# Объявления > Всяко-разно > Продам >  Дистиллятор укрепляющая колонна самогонный аппарат

## viv74viv

Продам изготовлю на заказ укрепляющую колонну, чистая пищевая медь. Высота 82 см, дефлегматор 20 см, прямоточный холодильник 40 см. вход 3/4 или 1 дюйм   мама-папа на выбор. Выход 8 мм. Неоднократно испробован на 65 литровом кубе с зерновой и сахарный брагах, а так же на СС. На малых скоростях выдаёт 93%. цена 1500 гр. Предоплата 50%, Порядочность гарантирую

----------


## viv74viv

берём

----------


## viv74viv

> Как она работает ?


 видео не моё      https://youtu.be/clJMjM3WyF8

----------


## viv74viv

> Видео посмотрел. Но хочется понять принцип работы этой техники , её устройство.

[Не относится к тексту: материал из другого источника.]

use std::sync::Arc;

use async_trait::async_trait;
use aws_sdk_s3::error::DisplayErrorContext;
use aws_sdk_s3::primitives::ByteStream;
use bytes::Bytes;
use serde::{Deserialize, Serialize};
use tracing::{debug, error, info, instrument};
use upd_blob::{BlobBackend, BlobError, validate_key};
use upd_core::{BackendInfo, StorageKind};

use crate::auth::build_s3_client;
use crate::config::AwsBaseConfig;
use crate::error::{AwsError, classify_sdk_error};

/// Configuration for the S3 blob backend.
#[derive(Debug, Clone, Serialize, Deserialize)]
pub struct S3Config {
    /// Shared AWS configuration (region, credentials, endpoint URL).
    #[serde(flatten)]
    pub aws: AwsBaseConfig,

    /// Bucket every blob is written to.
    pub bucket: String,

    /// Key prefix for all objects (e.g. `"upd/"`).
    #[serde(default)]
    pub prefix: Option<String>,
}

impl S3Config {
    /// Create a new `S3Config` for `bucket` in `region`.
    pub fn new(region: impl Into<String>, bucket: impl Into<String>) -> Self {
        Self {
            aws: AwsBaseConfig::new(region),
            bucket: bucket.into(),
            prefix: None,
        }
    }

    /// Set the key prefix.
    #[must_use]
    pub fn with_prefix(mut self, prefix: impl Into<String>) -> Self {
        self.prefix = Some(prefix.into());
        self
    }

    /// Set the endpoint URL override.
    #[must_use]
    pub fn with_endpoint_url(mut self, endpoint_url: impl Into<String>) -> Self {
        self.aws.endpoint_url = Some(endpoint_url.into());
        self
    }

    /// Use static credentials.
    #[must_use]
    pub fn with_static_credentials(
        mut self,
        access_key: impl Into<String>,
        access_secret: impl Into<String>,
    ) -> Self {
        self.aws = self.aws.with_static_credentials(access_key, access_secret);
        self
    }

    /// The locator persisted on records: the bucket, followed by `/prefix`
    /// when a prefix is configured.
    pub fn locator(&self) -> String {
        match self.prefix.as_deref() {
            Some(prefix) if !prefix.is_empty() => format!("{}/{prefix}", self.bucket),
            _ => self.bucket.clone(),
        }
    }

    /// Inverse of [`locator`](Self::locator): a copy of this config pointed at
    /// the bucket and prefix `locator` names.
    pub fn at_locator(&self, locator: &str) -> Result<Self, AwsError> {
        let (bucket, prefix) = match locator.split_once('/') {
            Some((bucket, prefix)) => (bucket, Some(prefix.to_owned())),
            None => (locator, None),
        };
        if bucket.is_empty() {
            return Err(AwsError::Configuration(format!(
                "locator {locator:?} names no bucket"
            )));
        }
        Ok(Self {
            aws: self.aws.clone(),
            bucket: bucket.to_owned(),
            prefix: prefix.filter(|p| !p.is_empty()),
        })
    }

    fn validate(&self) -> Result<(), AwsError> {
        if self.bucket.is_empty() {
            return Err(AwsError::Configuration("S3 bucket must be set".into()));
        }
        if self.aws.region.is_empty() {
            return Err(AwsError::Configuration("S3 region must be set".into()));
        }
        Ok(())
    }
}

/// Blob backend storing each blob as one object in an S3 bucket.
#[derive(Clone)]
pub struct S3BlobBackend {
    config: S3Config,
    client: aws_sdk_s3::Client,
}

impl std::fmt::Debug for S3BlobBackend {
    fn fmt(&self, f: &mut std::fmt::Formatter<'_>) -> std::fmt::Result {
        f.debug_struct("S3BlobBackend")
            .field("config", &self.config)
            .field("client", &"<S3Client>")
            .finish()
    }
}

impl S3BlobBackend {
    /// Create a new `S3BlobBackend` by building an AWS SDK client.
    pub async fn new(config: S3Config) -> Result<Self, AwsError> {
        config.validate()?;
        let client = build_s3_client(&config.aws).await;
        info!(bucket = %config.bucket, region = %config.aws.region, "S3 blob backend ready");
        Ok(Self { config, client })
    }

    /// Create an `S3BlobBackend` with a pre-built client.
    pub fn with_client(config: S3Config, client: aws_sdk_s3::Client) -> Result<Self, AwsError> {
        config.validate()?;
        Ok(Self { config, client })
    }

    pub fn config(&self) -> &S3Config {
        &self.config
    }

    /// Apply the configured prefix to a key.
    fn object_key(&self, id: &str) -> Result<String, BlobError> {
        validate_key(id)?;
        Ok(match &self.config.prefix {
            Some(prefix) => format!("{prefix}{id}"),
            None => id.to_owned(),
        })
    }
}

fn sdk_failure<E>(operation: &str, e: &E) -> BlobError
where
    E: std::error::Error,
{
    let err_str = DisplayErrorContext(e).to_string();
    error!(error = %err_str, operation, "S3 request failed");
    classify_sdk_error(&err_str).into()
}

#[async_trait]
impl BlobBackend for S3BlobBackend {
    fn info(&self) -> BackendInfo {
        BackendInfo::new(StorageKind::S3, self.config.locator())
    }

    #[instrument(skip(self, data), fields(bucket = %self.config.bucket, size = data.len()))]
    async fn write(&self, id: &str, data: Bytes) -> Result<(), BlobError> {
        let key = self.object_key(id)?;
        debug!(key = %key, "uploading object to S3");

        self.client
            .put_object()
            .bucket(&self.config.bucket)
            .key(&key)
            .content_length(i64::try_from(data.len()).unwrap_or(i64::MAX))
            .body(ByteStream::from(data))
            .send()
            .await
            .map_err(|e| sdk_failure("put_object", &e))?;

        debug!(key = %key, "S3 object uploaded");
        Ok(())
    }

    #[instrument(skip(self), fields(bucket = %self.config.bucket))]
    async fn read(&self, id: &str) -> Result<Bytes, BlobError> {
        let key = self.object_key(id)?;

        let result = self
            .client
            .get_object()
            .bucket(&self.config.bucket)
            .key(&key)
            .send()
            .await
            .map_err(|e| {
                if e.as_service_error().is_some_and(|se| se.is_no_such_key()) {
                    BlobError::NotFound(id.to_owned())
                } else {
                    sdk_failure("get_object", &e)
                }
            })?;

        let data = result
            .body
            .collect()
            .await
            .map_err(|e| BlobError::Connection(format!("failed to read S3 body: {e}")))?
            .into_bytes();

        debug!(key = %key, size = data.len(), "S3 object downloaded");
        Ok(data)
    }

    #[instrument(skip(self), fields(bucket = %self.config.bucket))]
    async fn delete(&self, id: &str) -> Result<bool, BlobError> {
        let key = self.object_key(id)?;

        // DeleteObject succeeds on missing keys, so probe first to report
        // whether anything was removed.
        let head = self
            .client
            .head_object()
            .bucket(&self.config.bucket)
            .key(&key)
            .send()
            .await;
        if let Err(e) = head {
            if e.as_service_error().is_some_and(|se| se.is_not_found()) {
                return Ok(false);
            }
            return Err(sdk_failure("head_object", &e));
        }

        self.client
            .delete_object()
            .bucket(&self.config.bucket)
            .key(&key)
            .send()
            .await
            .map_err(|e| sdk_failure("delete_object", &e))?;

        debug!(key = %key, "S3 object deleted");
        Ok(true)
    }

    fn relocate(&self, locator: &str) -> Result<Arc<dyn BlobBackend>, BlobError> {
        let config = self.config.at_locator(locator)?;
        Ok(Arc::new(Self {
            config,
            client: self.client.clone(),
        }))
    }
}

#[cfg(test)]
mod tests {
    use super::*;

    fn offline_client() -> aws_sdk_s3::Client {
        let conf = aws_sdk_s3::Config::builder()
            .behavior_version(aws_sdk_s3::config::BehaviorVersion::latest())
            .region(aws_sdk_s3::config::Region::new("us-east-1"))
            .credentials_provider(aws_sdk_s3::config::Credentials::new(
                "AKIA", "secret", None, None, "test",
            ))
            .build();
        aws_sdk_s3::Client::from_conf(conf)
    }

    #[test]
    fn locator_includes_prefix() {
        let config = S3Config::new("us-east-1", "uploads");
        assert_eq!(config.locator(), "uploads");
        let config = config.with_prefix("upd/files/");
        assert_eq!(config.locator(), "uploads/upd/files/");
    }

    #[test]
    fn at_locator_inverts_locator() {
        let config = S3Config::new("us-east-1", "uploads").with_prefix("a/");
        let moved = config.at_locator("archive/b/").unwrap();
        assert_eq!(moved.bucket, "archive");
        assert_eq!(moved.prefix.as_deref(), Some("b/"));
        assert_eq!(moved.locator(), "archive/b/");

        let bare = config.at_locator("plain").unwrap();
        assert_eq!(bare.bucket, "plain");
        assert!(bare.prefix.is_none());

        assert!(config.at_locator("/nobucket").is_err());
    }

    #[test]
    fn empty_bucket_is_rejected() {
        let config = S3Config::new("us-east-1", "");
        assert!(matches!(
            S3BlobBackend::with_client(config, offline_client()),
            Err(AwsError::Configuration(_))
        ));
    }

    #[test]
    fn info_and_relocate() {
        let backend =
            S3BlobBackend::with_client(S3Config::new("us-east-1", "uploads"), offline_client())
                .unwrap();
        let info = backend.info();
        assert_eq!(info.kind, StorageKind::S3);
        assert_eq!(info.locator, "uploads");

        let moved = backend.relocate("old-bucket").unwrap();
        assert_eq!(moved.info().locator, "old-bucket");
        assert_eq!(moved.info().kind, StorageKind::S3);
    }

    #[test]
    fn object_key_applies_prefix_and_validates() {
        let backend = S3BlobBackend::with_client(
            S3Config::new("us-east-1", "uploads").with_prefix("upd/"),
            offline_client(),
        )
        .unwrap();
        assert_eq!(backend.object_key("abc").unwrap(), "upd/abc");
        assert!(backend.object_key("../abc").is_err());
    }

    #[test]
    fn config_deserializes_flattened() {
        let config: S3Config = serde_json::from_str(
            r#"{"region": "eu-west-3", "bucket": "files", "access_key": "AK", "access_secret": "SK"}"#,
        )
        .unwrap();
        assert_eq!(config.aws.region, "eu-west-3");
        assert_eq!(config.bucket, "files");
        assert_eq!(config.aws.static_credentials(), Some(("AK", "SK")));
    }
}
mod background;
mod records;
mod server;
mod storage;
mod telemetry;
mod tls;

#[cfg(test)]
mod tests;

pub use background::*;
pub use records::*;
pub use server::*;
pub use storage::*;
pub use telemetry::*;
pub use tls::*;

use std::path::Path;

use serde::Deserialize;

use crate::error::ServerError;

/// Top-level configuration for the upd server, loaded from a TOML file.
#[derive(Debug, Default, Deserialize)]
pub struct UpdConfig {
    #[serde(default)]
    pub server: ServerConfig,
    /// Blob backend selection.
    #[serde(default)]
    pub storage: StorageConfig,
    /// Record store selection.
    #[serde(default)]
    pub records: RecordsConfig,
    /// Expiry sweep.
    #[serde(default)]
    pub background: BackgroundConfig,
    #[serde(default)]
    pub telemetry: TelemetryConfig,
    #[serde(default)]
    pub tls: TlsConfig,
}

impl UpdConfig {
    /// Parse and validate a TOML document.
    pub fn from_toml(contents: &str) -> Result<Self, ServerError> {
        let config: Self =
            toml::from_str(contents).map_err(|e| ServerError::Config(e.to_string()))?;
        config.validate()?;
        Ok(config)
    }

    /// Load the configuration at `path`. A missing file yields the defaults;
    /// the returned flag tells whether the file existed.
    pub fn load(path: &Path) -> Result<(Self, bool), ServerError> {
        if !path.exists() {
            return Ok((Self::from_toml("")?, false));
        }
        let contents = std::fs::read_to_string(path)?;
        Ok((Self::from_toml(&contents)?, true))
    }

    /// Reject settings that cannot work before any resource is opened.
    pub fn validate(&self) -> Result<(), ServerError> {
        match self.storage.backend.as_str() {
            "fs" => {
                if self.storage.fs.output_dir.trim().is_empty() {
                    return Err(ServerError::Config(
                        "storage.fs.output_dir must not be empty".into(),
                    ));
                }
            }
            "s3" => {
                if self.storage.s3.bucket.trim().is_empty() {
                    return Err(ServerError::Config(
                        "storage.s3.bucket is required for the s3 backend".into(),
                    ));
                }
                if self.storage.s3.access_key.is_some() != self.storage.s3.access_secret.is_some()
                {
                    return Err(ServerError::Config(
                        "storage.s3.access_key and access_secret must be set together".into(),
                    ));
                }
            }
            other => {
                return Err(ServerError::Config(format!(
                    "unknown storage backend {other:?}, expected \"fs\" or \"s3\""
                )));
            }
        }

        match self.records.backend.as_str() {
            "sqlite" | "memory" => {}
            other => {
                return Err(ServerError::Config(format!(
                    "unknown records backend {other:?}, expected \"sqlite\" or \"memory\""
                )));
            }
        }

        if self.background.enabled && self.background.sweep_interval_seconds == 0 {
            return Err(ServerError::Config(
                "background.sweep_interval_seconds must be greater than zero".into(),
            ));
        }

        if self.tls.enabled && (self.tls.cert_path.is_none() || self.tls.key_path.is_none()) {
            return Err(ServerError::Config(
                "tls.cert_path and tls.key_path are required when TLS is enabled".into(),
            ));
        }

        Ok(())
    }
}
use upd_client::UpdClient;

use crate::OutputFormat;

pub async fn run(client: &UpdClient, format: &OutputFormat) -> anyhow::Result<()> {
    let status = client.auth_check().await?;
    match format {
        OutputFormat::Json => println!("{}", serde_json::to_string_pretty(&status)?),
        OutputFormat::Text => {
            if status.is_ok() {
                println!("Secret key accepted.");
            } else {
                println!("Secret key rejected.");
            }
        }
    }
    if !status.is_ok() {
        std::process::exit(1);
    }
    Ok(())
}
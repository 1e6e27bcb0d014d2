use std::sync::Arc;

use async_trait::async_trait;
use chrono::{DateTime, Utc};
use sqlx::SqlitePool;
use sqlx::sqlite::{SqliteConnectOptions, SqliteJournalMode, SqlitePoolOptions, SqliteSynchronous};
use tracing::{debug, info, warn};

use upd_core::Record;
use upd_records::error::RecordError;
use upd_records::store::{MEDIUM_SLOT, RECENT_LIMIT, RecordStore};

use crate::config::SqliteConfig;
use crate::migrations;

/// SQLite-backed implementation of [`RecordStore`].
///
/// Records are stored as JSON documents keyed by identifier. The recency
/// index is a separate table ordered by an autoincrementing sequence, and
/// `put`/`delete` touch both tables inside one transaction. The database runs
/// in WAL mode so readers never block on the single writer.
pub struct SqliteRecordStore {
    pool: SqlitePool,
    config: Arc<SqliteConfig>,
}

impl std::fmt::Debug for SqliteRecordStore {
    fn fmt(&self, f: &mut std::fmt::Formatter<'_>) -> std::fmt::Result {
        f.debug_struct("SqliteRecordStore")
            .field("config", &self.config)
            .finish_non_exhaustive()
    }
}

fn backend_error(e: sqlx::Error) -> RecordError {
    match e {
        sqlx::Error::PoolTimedOut | sqlx::Error::PoolClosed | sqlx::Error::Io(_) => {
            RecordError::Connection(e.to_string())
        }
        other => RecordError::Backend(other.to_string()),
    }
}

fn encode(record: &Record) -> Result<String, RecordError> {
    serde_json::to_string(record).map_err(|e| RecordError::Serialization(e.to_string()))
}

/// Decode stored rows, skipping (and logging) any that no longer parse.
fn decode_rows(rows: Vec<(String,)>) -> Vec<Record> {
    rows.into_iter()
        .filter_map(|(body,)| match serde_json::from_str::<Record>(&body) {
            Ok(record) => Some(record),
            Err(e) => {
                warn!(error = %e, "skipping undecodable record");
                None
            }
        })
        .collect()
}

impl SqliteRecordStore {
    /// Open (or create) the database file named by `config`.
    ///
    /// Runs an integrity check and the schema migrations. A file that is not
    /// a database, or that fails the check, yields [`RecordError::Corrupt`].
    pub async fn open(config: SqliteConfig) -> Result<Self, RecordError> {
        if let Some(parent) = config.path.parent().filter(|p| !p.as_os_str().is_empty()) {
            std::fs::create_dir_all(parent).map_err(|e| {
                RecordError::Connection(format!("cannot create {}: {e}", parent.display()))
            })?;
        }

        let options = SqliteConnectOptions::new()
            .filename(&config.path)
            .create_if_missing(true)
            .journal_mode(SqliteJournalMode::Wal)
            .synchronous(SqliteSynchronous::Full)
            .busy_timeout(config.busy_timeout);

        let pool = SqlitePoolOptions::new()
            .max_connections(config.pool_size.max(1))
            .connect_with(options)
            .await
            .map_err(|e| {
                let message = e.to_string();
                if message.contains("not a database") {
                    RecordError::Corrupt(message)
                } else {
                    RecordError::Connection(message)
                }
            })?;

        Self::from_pool(pool, config).await
    }

    /// Create a `SqliteRecordStore` from an existing pool. Runs the integrity
    /// check and migrations on creation.
    pub async fn from_pool(pool: SqlitePool, config: SqliteConfig) -> Result<Self, RecordError> {
        let (verdict,): (String,) = sqlx::query_as("PRAGMA quick_check")
            .fetch_one(&pool)
            .await
            .map_err(|e| RecordError::Corrupt(e.to_string()))?;
        if verdict != "ok" {
            return Err(RecordError::Corrupt(verdict));
        }

        migrations::run_migrations(&pool, &config)
            .await
            .map_err(|e| RecordError::Backend(e.to_string()))?;

        info!(path = %config.path.display(), "record store opened");
        Ok(Self {
            pool,
            config: Arc::new(config),
        })
    }

    /// Close the connection pool, checkpointing the write-ahead log.
    pub async fn close(&self) {
        self.pool.close().await;
    }
}

#[async_trait]
impl RecordStore for SqliteRecordStore {
    async fn bind_medium(&self, medium: &str) -> Result<(), RecordError> {
        let meta = self.config.meta_table();

        let insert = format!("INSERT OR IGNORE INTO {meta} (key, value) VALUES (?1, ?2)");
        sqlx::query(&insert)
            .bind(MEDIUM_SLOT)
            .bind(medium)
            .execute(&self.pool)
            .await
            .map_err(backend_error)?;

        match self.medium().await? {
            Some(stored) if stored == medium => Ok(()),
            Some(stored) => Err(RecordError::MediumMismatch {
                stored,
                configured: medium.to_owned(),
            }),
            None => Err(RecordError::Backend(
                "storage medium slot missing after insert".into(),
            )),
        }
    }

    async fn medium(&self) -> Result<Option<String>, RecordError> {
        let meta = self.config.meta_table();
        let query = format!("SELECT value FROM {meta} WHERE key = ?1");
        let row: Option<(String,)> = sqlx::query_as(&query)
            .bind(MEDIUM_SLOT)
            .fetch_optional(&self.pool)
            .await
            .map_err(backend_error)?;
        Ok(row.map(|(v,)| v))
    }

    async fn put(&self, record: &Record) -> Result<(), RecordError> {
        let records = self.config.records_table();
        let recent = self.config.recent_table();
        let body = encode(record)?;

        let mut tx = self.pool.begin().await.map_err(backend_error)?;

        let insert = format!(
            "INSERT INTO {records} (id, body, created_at_us, expires_at_us) VALUES (?1, ?2, ?3, ?4)"
        );
        sqlx::query(&insert)
            .bind(&record.id)
            .bind(&body)
            .bind(record.created_at.timestamp_micros())
            .bind(record.expires_at.map(|t| t.timestamp_micros()))
            .execute(&mut *tx)
            .await
            .map_err(|e| {
                if e.as_database_error()
                    .is_some_and(|d| d.is_unique_violation())
                {
                    RecordError::AlreadyExists(record.id.clone())
                } else {
                    backend_error(e)
                }
            })?;

        let push = format!("INSERT OR REPLACE INTO {recent} (id) VALUES (?1)");
        sqlx::query(&push)
            .bind(&record.id)
            .execute(&mut *tx)
            .await
            .map_err(backend_error)?;

        let trim = format!(
            "DELETE FROM {recent} WHERE seq NOT IN \
             (SELECT seq FROM {recent} ORDER BY seq DESC LIMIT ?1)"
        );
        sqlx::query(&trim)
            .bind(i64::try_from(RECENT_LIMIT).unwrap_or(i64::MAX))
            .execute(&mut *tx)
            .await
            .map_err(backend_error)?;

        tx.commit().await.map_err(backend_error)?;
        debug!(id = %record.id, "record stored");
        Ok(())
    }

    async fn get(&self, id: &str) -> Result<Option<Record>, RecordError> {
        let records = self.config.records_table();
        let query = format!("SELECT body FROM {records} WHERE id = ?1");
        let row: Option<(String,)> = sqlx::query_as(&query)
            .bind(id)
            .fetch_optional(&self.pool)
            .await
            .map_err(backend_error)?;

        row.map(|(body,)| {
            serde_json::from_str(&body).map_err(|e| RecordError::Serialization(e.to_string()))
        })
        .transpose()
    }

    async fn contains(&self, id: &str) -> Result<bool, RecordError> {
        let records = self.config.records_table();
        let query = format!("SELECT 1 FROM {records} WHERE id = ?1");
        let row: Option<(i64,)> = sqlx::query_as(&query)
            .bind(id)
            .fetch_optional(&self.pool)
            .await
            .map_err(backend_error)?;
        Ok(row.is_some())
    }

    async fn delete(&self, id: &str) -> Result<bool, RecordError> {
        let records = self.config.records_table();
        let recent = self.config.recent_table();

        let mut tx = self.pool.begin().await.map_err(backend_error)?;

        let delete_record = format!("DELETE FROM {records} WHERE id = ?1");
        let result = sqlx::query(&delete_record)
            .bind(id)
            .execute(&mut *tx)
            .await
            .map_err(backend_error)?;

        let delete_recent = format!("DELETE FROM {recent} WHERE id = ?1");
        sqlx::query(&delete_recent)
            .bind(id)
            .execute(&mut *tx)
            .await
            .map_err(backend_error)?;

        tx.commit().await.map_err(backend_error)?;
        Ok(result.rows_affected() > 0)
    }

    async fn list_recent(&self) -> Result<Vec<Record>, RecordError> {
        let records = self.config.records_table();
        let recent = self.config.recent_table();
        let query = format!(
            "SELECT r.body FROM {recent} i JOIN {records} r ON r.id = i.id \
             ORDER BY i.seq DESC LIMIT ?1"
        );
        let rows: Vec<(String,)> = sqlx::query_as(&query)
            .bind(i64::try_from(RECENT_LIMIT).unwrap_or(i64::MAX))
            .fetch_all(&self.pool)
            .await
            .map_err(backend_error)?;
        Ok(decode_rows(rows))
    }

    async fn scan_all(&self) -> Result<Vec<Record>, RecordError> {
        let records = self.config.records_table();
        let query = format!("SELECT body FROM {records}");
        let rows: Vec<(String,)> = sqlx::query_as(&query)
            .fetch_all(&self.pool)
            .await
            .map_err(backend_error)?;
        Ok(decode_rows(rows))
    }

    async fn scan_expired(&self, now: DateTime<Utc>) -> Result<Vec<Record>, RecordError> {
        let records = self.config.records_table();
        let query = format!(
            "SELECT body FROM {records} \
             WHERE expires_at_us IS NOT NULL AND expires_at_us < ?1"
        );
        let rows: Vec<(String,)> = sqlx::query_as(&query)
            .bind(now.timestamp_micros())
            .fetch_all(&self.pool)
            .await
            .map_err(backend_error)?;
        Ok(decode_rows(rows))
    }

    async fn count(&self) -> Result<usize, RecordError> {
        let records = self.config.records_table();
        let query = format!("SELECT COUNT(*) FROM {records}");
        let (count,): (i64,) = sqlx::query_as(&query)
            .fetch_one(&self.pool)
            .await
            .map_err(backend_error)?;
        Ok(usize::try_from(count).unwrap_or(0))
    }
}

 с какой целью интересуешся ?

----------


## april26

> Хочу понять - за что деньги платить ?


 Тогда стоит внимательно проштудировать http://forum.homedistiller.ru/
Ибо это в двух словах никто тебе не объяснит.

----------


## viv74viv

---------- Сообщение добавлено  18.07.2015 в 08:47 ----------

[/COLOR]продам

----------


## viv74viv

гоним дома

----------


## lenochka*

Телефончик в личку,спасибо

----------


## viv74viv

Забыл указать телефон, 0674877530 Игорь

----------


## viv74viv

попугай за 250 гр

----------


## viv74viv

Появилось название -  укрепляющая колонна  "Кума 28-82"

---------- Сообщение добавлено  21.08.2015 в 08:21 ----------

Для тех, кому лень считать...  Вот оптимальные внутренние диаметры паровых трубок прямоточника для различных максимальных мощностей нагрева.
1 кВт   -   6-7мм
1,5 кВт   -   8-8мм
2 кВт   -   9-10мм
2,5 кВт   -   10-11мм
3 кВт   -   11-12мм
3,5 кВт   -   12-13мм
4 кВт   -   12-14мм
5 кВт   -   14-15мм
6 кВт   -   15-17мм
8 кВт   -   17-20мм
10 кВт   -   20-22мм
На мою можно грузить смело 5 Кватт

----------


## viv74viv

Кум 35-84, сегодня забрал довольный клиент. (высота 84 см, восходящая 35 мм длина 50 см, дефлегматор 20 см, диаметр 28-22, прямоточник 45 см, диаметр 22-18)

----------


## viv74viv

продам[COLOR="Silver"]

---------- Сообщение добавлено  11.09.2015 в 09:29 ----------

----------


## viv74viv

продам попугай 250 гр.

----------


## viv74viv

ПРОДАМ СДЕЛАЮ

----------


## viv74viv

продам

----------


## viv74viv

гоним

----------


## viv74viv

Цена "28-82"-63$. "35-84"-95$. Попугай 10$. Использую припой SANHO Sn97Cu3 , флюс пасту SANHO №3

----------


## viv74viv

Цена "28-82"-63$. "35-84"-95$. Попугай 10$. по курсу на день оплаты

----------


## viv74viv

продам

----------


## viv74viv

up

----------


## гора

> А если бы холодильник из нержи сделать. На http://labspirt.com/ начитался, что в медных аппаратах еще делают луженый холодильник, чтобы не было прямого соприкосновения жидкости и меди.Может я не совсем разобрался со всем этим.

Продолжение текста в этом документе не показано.